- Opening Delimiter -
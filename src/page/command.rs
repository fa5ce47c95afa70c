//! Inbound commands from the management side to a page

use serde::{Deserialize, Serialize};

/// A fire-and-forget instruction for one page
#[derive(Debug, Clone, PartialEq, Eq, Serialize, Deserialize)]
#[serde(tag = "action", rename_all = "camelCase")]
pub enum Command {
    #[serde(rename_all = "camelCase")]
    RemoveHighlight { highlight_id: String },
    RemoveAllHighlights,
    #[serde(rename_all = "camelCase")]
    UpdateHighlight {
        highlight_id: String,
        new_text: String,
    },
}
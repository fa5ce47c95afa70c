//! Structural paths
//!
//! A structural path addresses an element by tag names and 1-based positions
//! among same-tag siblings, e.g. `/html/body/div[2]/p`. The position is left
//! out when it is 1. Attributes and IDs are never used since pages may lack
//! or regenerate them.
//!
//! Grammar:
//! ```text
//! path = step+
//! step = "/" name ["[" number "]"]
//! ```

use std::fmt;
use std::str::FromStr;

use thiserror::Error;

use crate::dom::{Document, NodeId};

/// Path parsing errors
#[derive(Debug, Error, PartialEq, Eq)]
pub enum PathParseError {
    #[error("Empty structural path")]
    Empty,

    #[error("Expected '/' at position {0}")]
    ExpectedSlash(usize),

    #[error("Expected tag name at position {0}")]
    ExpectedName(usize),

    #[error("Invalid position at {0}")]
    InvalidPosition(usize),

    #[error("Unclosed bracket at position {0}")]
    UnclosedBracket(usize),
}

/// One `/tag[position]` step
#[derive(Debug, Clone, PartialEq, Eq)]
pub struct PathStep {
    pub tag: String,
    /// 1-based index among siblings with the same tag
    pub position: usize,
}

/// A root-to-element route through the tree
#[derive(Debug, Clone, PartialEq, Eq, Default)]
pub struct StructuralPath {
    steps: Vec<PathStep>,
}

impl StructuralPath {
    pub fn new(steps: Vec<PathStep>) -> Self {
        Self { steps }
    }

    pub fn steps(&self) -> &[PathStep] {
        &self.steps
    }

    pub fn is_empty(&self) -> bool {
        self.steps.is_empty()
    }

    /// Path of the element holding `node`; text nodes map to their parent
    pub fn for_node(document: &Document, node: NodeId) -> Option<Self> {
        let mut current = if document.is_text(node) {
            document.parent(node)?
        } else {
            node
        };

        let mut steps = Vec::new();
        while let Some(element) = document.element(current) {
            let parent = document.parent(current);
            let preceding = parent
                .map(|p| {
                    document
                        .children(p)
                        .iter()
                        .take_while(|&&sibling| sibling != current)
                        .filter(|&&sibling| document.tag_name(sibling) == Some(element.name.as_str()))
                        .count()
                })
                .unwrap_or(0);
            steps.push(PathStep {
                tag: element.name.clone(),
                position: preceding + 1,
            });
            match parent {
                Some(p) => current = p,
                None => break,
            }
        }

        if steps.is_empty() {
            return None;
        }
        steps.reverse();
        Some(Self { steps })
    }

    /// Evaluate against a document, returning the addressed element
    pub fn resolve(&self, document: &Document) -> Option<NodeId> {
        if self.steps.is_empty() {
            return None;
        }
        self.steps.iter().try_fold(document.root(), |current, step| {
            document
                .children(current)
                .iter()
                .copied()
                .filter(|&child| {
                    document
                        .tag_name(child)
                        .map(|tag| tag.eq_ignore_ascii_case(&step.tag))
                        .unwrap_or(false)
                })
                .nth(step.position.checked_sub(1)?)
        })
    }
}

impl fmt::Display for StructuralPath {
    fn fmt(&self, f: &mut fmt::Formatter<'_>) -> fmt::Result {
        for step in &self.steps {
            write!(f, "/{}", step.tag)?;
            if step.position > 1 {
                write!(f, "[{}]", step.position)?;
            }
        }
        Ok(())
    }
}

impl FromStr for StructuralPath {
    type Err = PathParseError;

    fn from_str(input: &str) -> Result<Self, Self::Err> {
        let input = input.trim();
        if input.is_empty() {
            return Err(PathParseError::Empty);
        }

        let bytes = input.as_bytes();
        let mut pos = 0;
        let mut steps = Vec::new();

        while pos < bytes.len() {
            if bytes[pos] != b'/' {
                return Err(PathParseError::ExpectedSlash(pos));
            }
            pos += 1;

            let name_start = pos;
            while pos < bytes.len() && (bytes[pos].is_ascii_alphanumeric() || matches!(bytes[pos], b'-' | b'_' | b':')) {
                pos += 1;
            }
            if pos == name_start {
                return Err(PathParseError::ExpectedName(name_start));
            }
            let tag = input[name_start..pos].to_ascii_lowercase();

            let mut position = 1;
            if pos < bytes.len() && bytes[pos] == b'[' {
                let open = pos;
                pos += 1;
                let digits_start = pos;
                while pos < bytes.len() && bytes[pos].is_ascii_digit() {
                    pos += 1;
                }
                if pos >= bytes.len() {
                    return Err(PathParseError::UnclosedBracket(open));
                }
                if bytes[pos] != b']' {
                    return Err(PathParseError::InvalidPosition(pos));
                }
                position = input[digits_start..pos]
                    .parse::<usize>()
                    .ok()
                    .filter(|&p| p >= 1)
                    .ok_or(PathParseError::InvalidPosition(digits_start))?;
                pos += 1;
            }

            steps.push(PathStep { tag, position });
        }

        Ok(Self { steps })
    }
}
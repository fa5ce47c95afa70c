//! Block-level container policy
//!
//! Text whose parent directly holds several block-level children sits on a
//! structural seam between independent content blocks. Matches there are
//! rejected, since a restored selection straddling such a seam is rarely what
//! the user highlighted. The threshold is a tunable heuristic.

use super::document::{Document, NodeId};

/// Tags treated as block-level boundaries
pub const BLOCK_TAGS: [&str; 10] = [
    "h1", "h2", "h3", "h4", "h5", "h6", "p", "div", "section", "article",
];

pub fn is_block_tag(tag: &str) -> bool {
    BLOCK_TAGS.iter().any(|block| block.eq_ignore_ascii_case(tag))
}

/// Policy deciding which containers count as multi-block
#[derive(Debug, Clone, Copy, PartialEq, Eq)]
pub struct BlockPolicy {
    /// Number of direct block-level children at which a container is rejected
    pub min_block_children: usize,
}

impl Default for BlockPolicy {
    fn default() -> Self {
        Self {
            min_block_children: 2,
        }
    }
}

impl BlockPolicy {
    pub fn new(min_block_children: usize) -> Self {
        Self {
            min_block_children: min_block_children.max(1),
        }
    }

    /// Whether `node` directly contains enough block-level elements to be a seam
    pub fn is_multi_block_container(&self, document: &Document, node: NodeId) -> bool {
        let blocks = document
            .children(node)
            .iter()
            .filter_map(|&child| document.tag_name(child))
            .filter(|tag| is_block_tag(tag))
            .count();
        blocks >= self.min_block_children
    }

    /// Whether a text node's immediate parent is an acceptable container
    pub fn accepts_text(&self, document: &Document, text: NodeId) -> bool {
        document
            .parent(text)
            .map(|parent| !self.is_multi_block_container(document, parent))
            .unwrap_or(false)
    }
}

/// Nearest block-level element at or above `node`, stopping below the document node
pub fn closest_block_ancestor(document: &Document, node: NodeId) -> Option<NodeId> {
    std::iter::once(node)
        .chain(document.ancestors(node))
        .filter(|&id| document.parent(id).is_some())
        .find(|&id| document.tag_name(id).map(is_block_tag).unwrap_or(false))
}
- Closing Delimiter -
(EXERCISE OBJECTIVE):
Lines above with the string "among" need to be found and copied.

(WORKED SOLUTION):
//! among same-tag siblings, e.g. `/html/body/div[2]/p`. The position is left
    /// 1-based index among siblings with the same tag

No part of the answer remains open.